Evolutionary singularity. Trait values that nullify the selection gradient are called ‘evolutionary singularities’. An evolutionary singularity can be attractive or repelling, and invadable or non-invadable. Evolutionary singularities that are attractive and non-invadable represent potential end-points of evolutionary adaptation. Evolutionary singularities that are attractive and invadable can lead to evolutionary branching (Geritz et al.1998).
In a given environment (fixed parameters, constant temperature) there is at most one evolutionary singularity given by defining \(\varphi\)* as the value of \(\varphi\)that makes\(\nabla s\left(\varphi\right)\)= 0 in equation (7):
(8)\(\varphi^{*}=1-\frac{d_{M}}{v_{\max}^{U}\gamma_{M}}-\frac{1}{c_{0}}\).

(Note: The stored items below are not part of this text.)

impl Sluice {
    /// Create an instance with an empty task registry (query-only use).
    pub fn new(config: SluiceConfig) -> Result<Self> {
        Self::with_registry(config, TaskRegistry::empty())
    }

    /// Create an instance whose workers resolve task names in `registry`.
    pub fn with_registry(config: SluiceConfig, registry: Arc<TaskRegistry>) -> Result<Self> {
        config.validate().map_err(SluiceError::wrap)?;

        let plan = PoolPlan::partition(config.max_connections, config.max_workers);
        let local = PgPoolOptions::new()
            .max_connections(plan.local)
            .acquire_timeout(config.acquire_timeout)
            .connect_lazy(&config.connection_string)
            .map_err(SluiceError::wrap)?;

        let resilience = Resilience::new(
            config.retry.clone(),
            CircuitBreaker::new(config.breaker.clone()),
        );

        let settings = WorkerSettings {
            connection_string: config.connection_string.clone(),
            pool_size: plan.per_worker,
            acquire_timeout: config.acquire_timeout,
            retry: config.retry.clone(),
            breaker: config.breaker.clone(),
        };
        let transport: Arc<dyn Transport> =
            Arc::new(ChannelTransport::new(worker_body(settings, registry.clone())));

        debug!(
            local = plan.local,
            per_worker = plan.per_worker,
            workers = plan.workers,
            "Sluice instance created"
        );

        Ok(Self {
            plan,
            local,
            resilience,
            registry,
            transport,
            state: Arc::new(Mutex::new(DispatcherState::new())),
            init: OnceCell::new(),
            pump: Mutex::new(None),
        })
    }

    /// The computed pool partition.
    pub fn plan(&self) -> PoolPlan {
        self.plan
    }

    /// The registry this instance resolves task names in.
    pub fn registry(&self) -> &Arc<TaskRegistry> {
        &self.registry
    }

    /// The main-side breaker state, for observability.
    pub async fn breaker_state(&self) -> BreakerState {
        self.resilience.breaker_state().await
    }

    /// True once `shutdown` has been called.
    pub async fn is_shut_down(&self) -> bool {
        self.state.lock().await.shut_down
    }

    /// Number of requests awaiting a worker reply.
    pub async fn pending_count(&self) -> usize {
        self.state.lock().await.pending.len()
    }

    /// Number of worker slots currently marked busy.
    pub async fn busy_workers(&self) -> usize {
        self.state
            .lock()
            .await
            .slots
            .iter()
            .filter(|slot| slot.busy)
            .count()
    }

    /// Number of live caller-side sessions.
    pub async fn session_count(&self) -> usize {
        self.state.lock().await.bindings.len()
    }

    // ------------------------------------------------------------------
    // Operations
    // ------------------------------------------------------------------

    /// Run a statement on the local pool under the main-side breaker and
    /// retry policy.
    #[instrument(skip(self, params), fields(sql = sql))]
    pub async fn query(&self, sql: &str, params: &[Value]) -> Result<QueryResult> {
        self.query_spec(QuerySpec {
            sql: sql.to_string(),
            params: params.to_vec(),
        })
        .await
    }

    /// Run a prepared spec on the local pool.
    pub async fn query_spec(&self, spec: QuerySpec) -> Result<QueryResult> {
        let pool = self.local.clone();
        self.resilience
            .run("query", move || {
                let pool = pool.clone();
                let spec = spec.clone();
                async move { run_query(&pool, &spec).await }
            })
            .await
    }

    /// Run a registered CPU task on a worker and return its value.
    #[instrument(skip(self, args), fields(task = name))]
    pub async fn task(&self, name: &str, args: impl Serialize) -> Result<Value> {
        let args = to_wire_value(&args).map_err(SluiceError::wrap)?;
        self.ensure_worker_fleet().await?;

        let rx = {
            let mut state = self.state.lock().await;
            if state.shut_down {
                return Err(SluiceError::shut_down());
            }
            if state.slots.is_empty() {
                return Err(SluiceError::no_workers());
            }

            let index = state.pick_slot();
            let request_id = Uuid::new_v4();
            let rx = state.register_pending(request_id, None);
            state.slots[index].busy = true;
            if let Err(e) = state.slots[index].handle.send(Request::Task {
                request_id,
                task: name.to_string(),
                args,
            }) {
                state.pending.remove(&request_id);
                state.slots[index].busy = false;
                return Err(SluiceError::from(e));
            }
            rx
        };

        await_reply(rx).await
    }

    /// Run a registered session task on a worker: the worker checks out a
    /// client, runs the task against it, and releases the client on every
    /// path. One round trip; the reply carries the task's return value.
    #[instrument(skip(self, args), fields(task = name))]
    pub async fn session(&self, name: &str, args: impl Serialize) -> Result<Value> {
        let args = to_wire_value(&args).map_err(SluiceError::wrap)?;
        self.ensure_worker_fleet().await?;

        let session_id = Uuid::new_v4();
        let rx = {
            let mut state = self.state.lock().await;
            if state.shut_down {
                return Err(SluiceError::shut_down());
            }
            if state.slots.is_empty() {
                return Err(SluiceError::no_workers());
            }

            let index = state.pick_slot();
            let request_id = Uuid::new_v4();
            let rx = state.register_pending(request_id, Some(session_id));
            state.slots[index].busy = true;
            if let Err(e) = state.slots[index].handle.send(Request::SessionStart {
                request_id,
                session_id,
                task: Some(TaskCall {
                    task: name.to_string(),
                    args,
                }),
            }) {
                state.pending.remove(&request_id);
                state.slots[index].busy = false;
                return Err(SluiceError::from(e));
            }
            rx
        };

        await_reply(rx).await
    }

    /// Run a caller-side session body against a client pinned on one worker.
    ///
    /// The body receives a [`Session`] proxy whose queries all reach the
    /// same backend connection. The pinned client is released on every exit
    /// path, including a body error, and the proxy is invalid once this call
    /// returns.
    pub async fn session_with<T, F>(&self, body: F) -> Result<T>
    where
        F: for<'a> FnOnce(&'a Session) -> BoxFuture<'a, Result<T>>,
    {
        self.ensure_worker_fleet().await?;

        let session_id = Uuid::new_v4();
        let (worker, rx) = {
            let mut state = self.state.lock().await;
            if state.shut_down {
                return Err(SluiceError::shut_down());
            }
            if state.slots.is_empty() {
                return Err(SluiceError::no_workers());
            }

            let index = state.pick_slot();
            let request_id = Uuid::new_v4();
            let rx = state.register_pending(request_id, Some(session_id));
            state.slots[index].busy = true;
            let worker = state.slots[index].handle.clone();
            if let Err(e) = worker.send(Request::SessionStart {
                request_id,
                session_id,
                task: None,
            }) {
                state.pending.remove(&request_id);
                state.slots[index].busy = false;
                return Err(SluiceError::from(e));
            }
            (worker, rx)
        };

        // Wait for the pin acknowledgement before exposing the proxy.
        await_reply(rx).await?;
        self.state
            .lock()
            .await
            .bindings
            .insert(session_id, worker.worker_id());

        let session = Session::new(session_id, worker.clone(), self.state.clone());
        let outcome = body(&session).await;
        session.release();
        self.state.lock().await.bindings.remove(&session_id);

        let end_result = self
            .finish_session(&worker, session_id, outcome.is_err())
            .await;

        match outcome {
            Ok(value) => {
                end_result?;
                Ok(value)
            }
            Err(err) => {
                if let Err(end_err) = end_result {
                    debug!(
                        session_id = %session_id,
                        error = %end_err,
                        "Session release after a failed body also failed"
                    );
                }
                Err(err)
            }
        }
    }

    /// Spawn the worker fleet ahead of the first worker-backed call.
    /// Idempotent; a no-op after `shutdown`.
    pub async fn warmup(&self) -> Result<()> {
        if self.state.lock().await.shut_down {
            return Ok(());
        }
        self.ensure_init().await
    }

    /// Tear the instance down: reject everything pending, terminate the
    /// worker fleet, and close the local pool. One-shot and idempotent;
    /// repeated calls are no-ops.
    #[instrument(skip(self))]
    pub async fn shutdown(&self) {
        {
            let mut state = self.state.lock().await;
            if state.shut_down {
                return;
            }
            state.shut_down = true;

            let pending: Vec<PendingRequest> =
                state.pending.drain().map(|(_, pending)| pending).collect();
            for entry in pending {
                let _ = entry.resolver.send(Err(SluiceError::shut_down()));
            }
            state.bindings.clear();
            state.slots.clear();
            state.cursor = 0;
        }

        self.transport.terminate_all().await;
        if let Some(pump) = self.pump.lock().await.take() {
            pump.abort();
        }
        self.local.close().await;
        info!("Sluice instance shut down");
    }

    // ------------------------------------------------------------------
    // Internals
    // ------------------------------------------------------------------

    async fn ensure_worker_fleet(&self) -> Result<()> {
        if self.state.lock().await.shut_down {
            return Err(SluiceError::shut_down());
        }
        if self.plan.workers == 0 {
            return Err(SluiceError::no_workers());
        }
        self.ensure_init().await
    }

    /// Drive the shared one-shot initialization. Concurrent callers await
    /// the same attempt; a failed attempt is retried by the next caller.
    async fn ensure_init(&self) -> Result<()> {
        self.init
            .get_or_try_init(|| self.initialize())
            .await
            .map(|_| ())
    }

    async fn initialize(&self) -> Result<()> {
        if self.state.lock().await.shut_down {
            return Ok(());
        }
        if self.plan.workers == 0 {
            return Ok(());
        }

        if let Some(inbound) = self.transport.take_inbound().await {
            let pump = spawn_reply_pump(self.state.clone(), inbound);
            *self.pump.lock().await = Some(pump);
        }

        let spawns = (0..self.plan.workers).map(|worker_id| self.transport.spawn(worker_id));
        let handles = futures::future::try_join_all(spawns)
            .await
            .map_err(SluiceError::from)?;

        let mut state = self.state.lock().await;
        state.slots = handles
            .into_iter()
            .map(|handle| WorkerSlot {
                handle,
                busy: false,
            })
            .collect();
        info!(workers = self.plan.workers, "Worker fleet online");
        Ok(())
    }

    async fn finish_session(
        &self,
        worker: &WorkerHandle,
        session_id: Uuid,
        failed: bool,
    ) -> Result<()> {
        let rx = {
            let mut state = self.state.lock().await;
            if state.shut_down {
                return Err(SluiceError::shut_down());
            }

            let request_id = Uuid::new_v4();
            let rx = state.register_pending(request_id, Some(session_id));
            if let Some(slot) = state.slot_mut(worker.worker_id()) {
                slot.busy = true;
            }
            if let Err(e) = worker.send(Request::SessionEnd {
                request_id,
                session_id,
                failed,
            }) {
                state.pending.remove(&request_id);
                if let Some(slot) = state.slot_mut(worker.worker_id()) {
                    slot.busy = false;
                }
                return Err(SluiceError::from(e));
            }
            rx
        };

        await_reply(rx).await.map(|_| ())
    }
}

Existence of φ * > 0 requires\(\frac{d_{M}}{v_{\max}^{U}\gamma_{M}}<1\) and\(c_{0}>\frac{1}{\left(1-\frac{d_{M}}{v_{\max}^{U}\gamma_{M}}\right)}\). Thus, the (cooperative) trait φ can evolve above zero only if the local competition advantage to stronger enzyme producers is large enough. The condition for φ * to be evolutionarily stable is\(c^{\prime\prime}\left(0\right)<2\ c_{0}^{2}\) and no other condition than existence is required for φ * to be always convergent. Here we assume that function c is such that φ * is evolutionarily stable and attractive.
Equation (8) shows that more cooperation (larger φ *) should evolve in microbial populations with lower mortality, greater nutrient uptake, and/or higher MGE. When comparing microbial populations with similar life-history traits γ M, \(v_{\max}^{U}\)and d M, stronger competitive advantage to exoenzyme producers (i.e. higher c 0) selects for larger φ *.